Eat more...lose more????

So here's the thing, let me give you a brief history of me.

I was always a fit young man, played American Football (im British) for many years and was always lean. Then i stopped playing and gradually over the years became a fatter version of myself and from then on ive always struggled with fat.
In the past 5 years ive had success with high intensity cardio programs such as Insanity, Insanity Max 30, T25 and SPIN classes. I n short i became a smaller version of myself losing about 40lbs.
During this time i also cannibalised lean muscle and still wasn't lean.

So... fast forward to this year, the weight (fat) was slowing creeping back on and I wanted to look very different, not just lighter. I wanted to retain lean muscle and lose fat.
I reverted to what I knew, Insanity etc and 1400 kcals a day. Deficit obtained and right now I'm down 20lbs again. Great.

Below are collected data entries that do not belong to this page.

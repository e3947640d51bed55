//! `gigwatch` — watches event listings for a set of artists and sends one
//! digest per run for everything new.
//!
//! # Usage
//!
//! ```text
//! gigwatch check                  # one run over every configured artist
//! gigwatch check --force -a 123   # re-announce everything for one artist
//! gigwatch notify EVENT_ID        # announce a single stored event
//! gigwatch events --unnotified    # what the next run would announce
//! gigwatch serve                  # scheduler + REST API
//! ```
//!
//! Configuration is read from `gigwatch.toml` (or `--config`) and
//! `GIGWATCH_*` environment variables.

mod config;
mod ntfy;
mod serve;
mod source;

use std::{path::PathBuf, sync::Arc};

use anyhow::{Context as _, bail};
use chrono::Local;
use clap::{Parser, Subcommand};
use gigwatch_core::{
  artist::ArtistSelection,
  event::EventRecord,
  run::RunMode,
  store::EventStore,
};
use gigwatch_monitor::{DispatchOutcome, Monitor, Notifier, NotifyOutcome, RunReport};
use gigwatch_store_sqlite::SqliteStore;
use tracing::level_filters::LevelFilter;
use tracing_subscriber::EnvFilter;

use crate::{config::Settings, ntfy::NtfyTransport, source::HttpSource};

pub(crate) type AppMonitor = Monitor<SqliteStore, HttpSource, NtfyTransport>;

// ─── CLI args ─────────────────────────────────────────────────────────────────

#[derive(Parser)]
#[command(name = "gigwatch", version, about = "Artist event watcher")]
struct Cli {
  /// Path to the TOML configuration file.
  #[arg(short, long, default_value = "gigwatch.toml", env = "GIGWATCH_CONFIG")]
  config: PathBuf,

  #[command(subcommand)]
  command: Command,
}

#[derive(Subcommand)]
enum Command {
  /// Run one check now.
  Check {
    /// Re-announce every stored event in the window, notified or not.
    #[arg(long)]
    force:   bool,
    /// Restrict the run to these artist IDs (repeatable).
    #[arg(short, long = "artist", value_name = "ID")]
    artists: Vec<String>,
  },
  /// Send the notification for a single stored event.
  Notify {
    event_id: String,
    /// Send even if the event was already announced.
    #[arg(long)]
    force:    bool,
  },
  /// List stored events in the configured window.
  Events {
    /// Only events no notification has covered yet.
    #[arg(long)]
    unnotified: bool,
  },
  /// Check periodically and serve the REST API.
  Serve,
}

// ─── Entry point ──────────────────────────────────────────────────────────────

#[tokio::main]
async fn main() -> anyhow::Result<()> {
  tracing_subscriber::fmt()
    .with_env_filter(
      EnvFilter::builder()
        .with_default_directive(LevelFilter::INFO.into())
        .from_env_lossy(),
    )
    .init();

  let cli = Cli::parse();
  let settings = Settings::load(&cli.config)?;
  let monitor = Arc::new(build_monitor(&settings).await?);

  match cli.command {
    Command::Check { force, artists } => {
      let selection = if artists.is_empty() {
        ArtistSelection::All
      } else {
        ArtistSelection::Only(artists)
      };
      let mode = if force { RunMode::Force } else { RunMode::Normal };
      let window = settings.window_policy().window_for(Local::now().date_naive());

      let report = monitor.run_check(&selection, window, mode).await?;
      print_report(&report);
      if let DispatchOutcome::Failed { error } = &report.dispatch {
        bail!("notification failed: {error}");
      }
    }

    Command::Notify { event_id, force } => {
      match monitor.notify_event(&event_id, force).await? {
        NotifyOutcome::Sent => println!("sent {event_id}"),
        NotifyOutcome::AlreadyNotified => {
          println!("{event_id} was already notified (use --force to resend)");
        }
        NotifyOutcome::Failed { error } => bail!("notification failed: {error}"),
      }
    }

    Command::Events { unnotified } => {
      let window = settings.window_policy().window_for(Local::now().date_naive());
      let store = monitor.store();
      let records = if unnotified {
        let ids: Vec<String> = settings.artists.iter().map(|a| a.id.clone()).collect();
        store.unnotified_for_artists(&ids, window).await?
      } else {
        store.events_in_window(window).await?
      };
      for record in &records {
        print_event(record);
      }
      println!("{} event(s) between {} and {}", records.len(), window.start, window.end);
    }

    Command::Serve => serve::run(&settings, monitor).await?,
  }

  Ok(())
}

async fn build_monitor(settings: &Settings) -> anyhow::Result<AppMonitor> {
  let store_path = settings.resolved_store_path();
  let store = SqliteStore::open(&store_path)
    .await
    .with_context(|| format!("failed to open store at {store_path:?}"))?;

  let source = HttpSource::new(&settings.source)?;
  let transport = NtfyTransport::new(&settings.ntfy)?;

  Ok(Monitor::new(
    Arc::new(store),
    source,
    Notifier::new(transport),
    settings.monitor_config(),
  ))
}

// ─── Output ───────────────────────────────────────────────────────────────────

fn print_report(report: &RunReport) {
  println!(
    "run {} ({:?}) {} → {}",
    report.run_id, report.mode, report.window.start, report.window.end
  );
  for artist in &report.artists {
    match &artist.error {
      Some(error) => println!("  {:<24} skipped: {error}", artist.artist_name),
      None => println!(
        "  {:<24} {} page(s), {} upserted, {} new",
        artist.artist_name, artist.pages, artist.upserted, artist.new_events
      ),
    }
  }
  match &report.dispatch {
    DispatchOutcome::NothingNew => println!("nothing new"),
    DispatchOutcome::Sent { count } => println!("notified {count} event(s)"),
    DispatchOutcome::Failed { error } => println!("dispatch failed: {error}"),
  }
}

fn print_event(record: &EventRecord) {
  let event = &record.event;
  println!(
    "{}  {:<12} {}  [{}]",
    event.date,
    event.id,
    event.title,
    record.artist_summary()
  );
}
//! [`Monitor`] — runs one check from fetch to notification.
//!
//! A run moves through: resolve artists → per artist (fetch pages → upsert →
//! delta) with a fixed pause between artists → notify once → mark notified.
//! Only one run executes at a time per monitor.

use std::{
  collections::HashSet,
  sync::{Arc, Mutex, PoisonError},
  time::Duration,
};

use gigwatch_core::{
  artist::{Artist, ArtistSelection},
  event::EventRecord,
  run::RunMode,
  source::EventSource,
  store::EventStore,
  transport::Transport,
  window::DateWindow,
};
use tokio_util::sync::CancellationToken;
use tracing::Instrument as _;
use uuid::Uuid;

use crate::{
  error::{store_error, IngestError},
  notifier::Notifier,
  report::{ArtistOutcome, DispatchOutcome, NotifyOutcome, RunReport},
  Error, Result,
};

// ─── Configuration ───────────────────────────────────────────────────────────

/// Everything a run needs besides its collaborators.
#[derive(Debug, Clone)]
pub struct MonitorConfig {
  /// Configured artists; a run's [`ArtistSelection`] resolves against these.
  pub artists:            Vec<Artist>,
  /// Region label shown in digests.
  pub location:           String,
  /// Pause between consecutive artists. Zero disables pacing (tests only).
  pub inter_artist_delay: Duration,
  /// Page limit per artist for force runs. Normal runs read until the source
  /// returns an empty page.
  pub force_page_cap:     u32,
}

impl Default for MonitorConfig {
  fn default() -> Self {
    Self {
      artists:            Vec::new(),
      location:           String::new(),
      inter_artist_delay: Duration::from_secs(2),
      force_page_cap:     3,
    }
  }
}

// ─── Run registration ────────────────────────────────────────────────────────

/// Publishes a run's cancellation token for as long as the run future lives,
/// including when the future is dropped early.
struct CurrentRun<'a> {
  slot: &'a Mutex<Option<CancellationToken>>,
}

impl<'a> CurrentRun<'a> {
  fn register(slot: &'a Mutex<Option<CancellationToken>>, token: CancellationToken) -> Self {
    *slot.lock().unwrap_or_else(PoisonError::into_inner) = Some(token);
    Self { slot }
  }
}

impl Drop for CurrentRun<'_> {
  fn drop(&mut self) {
    *self.slot.lock().unwrap_or_else(PoisonError::into_inner) = None;
  }
}

// ─── Monitor ─────────────────────────────────────────────────────────────────

pub struct Monitor<S, F, T> {
  store:    Arc<S>,
  source:   F,
  notifier: Notifier<T>,
  config:   MonitorConfig,
  run_lock: tokio::sync::Mutex<()>,
  /// Cancellation handle of the in-flight run, if any.
  current:  Mutex<Option<CancellationToken>>,
}

impl<S, F, T> Monitor<S, F, T>
where
  S: EventStore,
  F: EventSource,
  T: Transport,
{
  pub fn new(store: Arc<S>, source: F, notifier: Notifier<T>, config: MonitorConfig) -> Self {
    Self {
      store,
      source,
      notifier,
      config,
      run_lock: tokio::sync::Mutex::new(()),
      current: Mutex::new(None),
    }
  }

  pub fn store(&self) -> &Arc<S> { &self.store }

  pub fn config(&self) -> &MonitorConfig { &self.config }

  pub fn notifier(&self) -> &Notifier<T> { &self.notifier }

  pub fn is_running(&self) -> bool { self.run_lock.try_lock().is_err() }

  /// Cancel the in-flight run at its next artist boundary.
  ///
  /// Returns `false` when no run is in flight.
  pub fn cancel_current(&self) -> bool {
    let current = self.current.lock().unwrap_or_else(PoisonError::into_inner);
    match current.as_ref() {
      Some(token) => {
        token.cancel();
        true
      }
      None => false,
    }
  }

  /// Run one check over `selection` and `window`.
  ///
  /// Configuration problems (unknown or missing artists, reversed window) are
  /// rejected before anything is fetched. A second call while a run is in
  /// flight fails with [`Error::RunInProgress`].
  ///
  /// Per-artist fetch and store failures are logged and recorded in the
  /// report; they never abort the run. A transport failure leaves the whole
  /// batch unmarked. Store failures after ingest (delta computation,
  /// bookkeeping) surface as [`Error::Store`].
  pub async fn run_check(
    &self,
    selection: &ArtistSelection,
    window:    DateWindow,
    mode:      RunMode,
  ) -> Result<RunReport> {
    let window  = DateWindow::new(window.start, window.end)?;
    let artists = selection.resolve(&self.config.artists)?;

    let _guard = self.run_lock.try_lock().map_err(|_| Error::RunInProgress)?;

    let cancel = CancellationToken::new();
    let _current = CurrentRun::register(&self.current, cancel.clone());

    let run_id = Uuid::new_v4();
    let span = tracing::info_span!("run_check", %run_id, ?mode);
    self
      .run_locked(run_id, &artists, window, mode, &cancel)
      .instrument(span)
      .await
  }

  /// Notify a single stored event at normal priority.
  ///
  /// Without `force`, an event that already has a notification row is left
  /// alone. The event is marked only after the send succeeds.
  pub async fn notify_event(&self, event_id: &str, force: bool) -> Result<NotifyOutcome> {
    let _guard = self.run_lock.try_lock().map_err(|_| Error::RunInProgress)?;

    let record = self
      .store
      .get_event(event_id)
      .await
      .map_err(store_error)?
      .ok_or_else(|| Error::EventNotFound(event_id.to_owned()))?;

    if !force && self.store.has_been_notified(event_id).await.map_err(store_error)? {
      tracing::info!(event = event_id, "already notified; skipping");
      return Ok(NotifyOutcome::AlreadyNotified);
    }

    if let Err(e) = self.notifier.dispatch_single(&record, &self.config.location).await {
      tracing::error!(event = event_id, error = %e, "single notification failed");
      return Ok(NotifyOutcome::Failed { error: e.to_string() });
    }

    self
      .store
      .mark_notified(event_id, RunMode::Force.reason())
      .await
      .map_err(store_error)?;
    Ok(NotifyOutcome::Sent)
  }

  async fn run_locked(
    &self,
    run_id:  Uuid,
    artists: &[Artist],
    window:  DateWindow,
    mode:    RunMode,
    cancel:  &CancellationToken,
  ) -> Result<RunReport> {
    tracing::info!(
      artists = artists.len(),
      start = %window.start,
      end = %window.end,
      "starting check"
    );

    let page_cap = match mode {
      RunMode::Normal => None,
      RunMode::Force => Some(self.config.force_page_cap),
    };

    let mut outcomes = Vec::with_capacity(artists.len());
    let mut batch: Vec<EventRecord> = Vec::new();
    let mut seen: HashSet<String> = HashSet::new();

    for (i, artist) in artists.iter().enumerate() {
      if i > 0 {
        tokio::select! {
          () = cancel.cancelled() => {}
          () = tokio::time::sleep(self.config.inter_artist_delay) => {}
        }
      }
      if cancel.is_cancelled() {
        tracing::warn!(processed = i, "check cancelled");
        return Err(Error::Cancelled);
      }

      let mut outcome = ArtistOutcome::start(artist);
      let ingest = self
        .ingest_artist(artist, window, page_cap, &mut outcome)
        .instrument(tracing::info_span!("artist", artist = %artist.id))
        .await;

      match ingest {
        Ok(()) => {
          if mode == RunMode::Normal {
            let delta = self
              .store
              .unnotified_for_artists(std::slice::from_ref(&artist.id), window)
              .await
              .map_err(store_error)?;
            for record in delta {
              if seen.insert(record.event.id.clone()) {
                outcome.new_events += 1;
                batch.push(record);
              }
            }
          }
          tracing::info!(
            artist = %artist.id,
            pages = outcome.pages,
            upserted = outcome.upserted,
            new_events = outcome.new_events,
            "artist processed"
          );
        }
        Err(e) => {
          tracing::warn!(artist = %artist.id, error = %e, "skipping artist");
          outcome.error = Some(e.to_string());
        }
      }

      outcomes.push(outcome);
    }

    if mode == RunMode::Force {
      batch = self.force_batch(artists, window).await?;
      for outcome in &mut outcomes {
        outcome.new_events = batch
          .iter()
          .filter(|record| mentions(record, &outcome.artist_name))
          .count();
      }
    }

    let mut notified = Vec::new();
    let dispatch = if batch.is_empty() {
      tracing::info!("no new events");
      DispatchOutcome::NothingNew
    } else {
      match self.notifier.dispatch(&batch, &self.config.location).await {
        Ok(count) => {
          for record in &batch {
            self
              .store
              .mark_notified(&record.event.id, mode.reason())
              .await
              .map_err(store_error)?;
            notified.push(record.event.id.clone());
          }
          DispatchOutcome::Sent { count }
        }
        Err(e) => {
          tracing::error!(events = batch.len(), error = %e, "dispatch failed; batch left unmarked");
          DispatchOutcome::Failed { error: e.to_string() }
        }
      }
    };

    Ok(RunReport {
      run_id,
      mode,
      window,
      artists: outcomes,
      notified,
      dispatch,
    })
  }

  /// Fetch and upsert every page for one artist.
  ///
  /// Each upsert commits on its own, so pages stored before a failure stay
  /// stored.
  async fn ingest_artist(
    &self,
    artist:   &Artist,
    window:   DateWindow,
    page_cap: Option<u32>,
    outcome:  &mut ArtistOutcome,
  ) -> Result<(), IngestError> {
    let mut page = 1;
    loop {
      if page_cap.is_some_and(|cap| page > cap) {
        tracing::debug!(page, "page cap reached");
        break;
      }

      let events = self
        .source
        .fetch_page(&artist.id, window, page)
        .await
        .map_err(|e| IngestError::Fetch { page, source: Box::new(e) })?;

      if events.is_empty() {
        break;
      }
      tracing::debug!(page, events = events.len(), "fetched page");
      outcome.pages += 1;

      for raw in &events {
        self
          .store
          .upsert_event(raw)
          .await
          .map_err(|e| IngestError::Store {
            event_id: raw.id.clone(),
            source:   Box::new(e),
          })?;
        outcome.upserted += 1;
      }

      page += 1;
    }
    Ok(())
  }

  /// Every event in the window whose artist summary mentions a selected
  /// artist's display name.
  ///
  /// This is a substring test on names, not an ID join: an artist whose name
  /// contains another selected artist's name also matches.
  async fn force_batch(&self, artists: &[Artist], window: DateWindow) -> Result<Vec<EventRecord>> {
    let events = self
      .store
      .events_in_window(window)
      .await
      .map_err(store_error)?;

    Ok(
      events
        .into_iter()
        .filter(|record| artists.iter().any(|a| mentions(record, &a.name)))
        .collect(),
    )
  }
}

/// Whether `record`'s artist summary contains `name`. A blank name matches
/// nothing.
fn mentions(record: &EventRecord, name: &str) -> bool {
  !name.trim().is_empty() && record.artist_summary().contains(name)
}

I started with a new PT very recently, an ex competition body builder and he ripped up my routine given where I wanted to be, for the past 4 weeks we have been lifting heavy on 3 separate days, Legs, Chest/Shoulders & Back days. I rest 3 days and have one day of cardio where I run 5K with my wife and 2 boys.

Last week I got on the scales (Tanita Body Comp scales) and the weight moved down.....and to my horror my lean muscle dropped and my body fat stayed the same.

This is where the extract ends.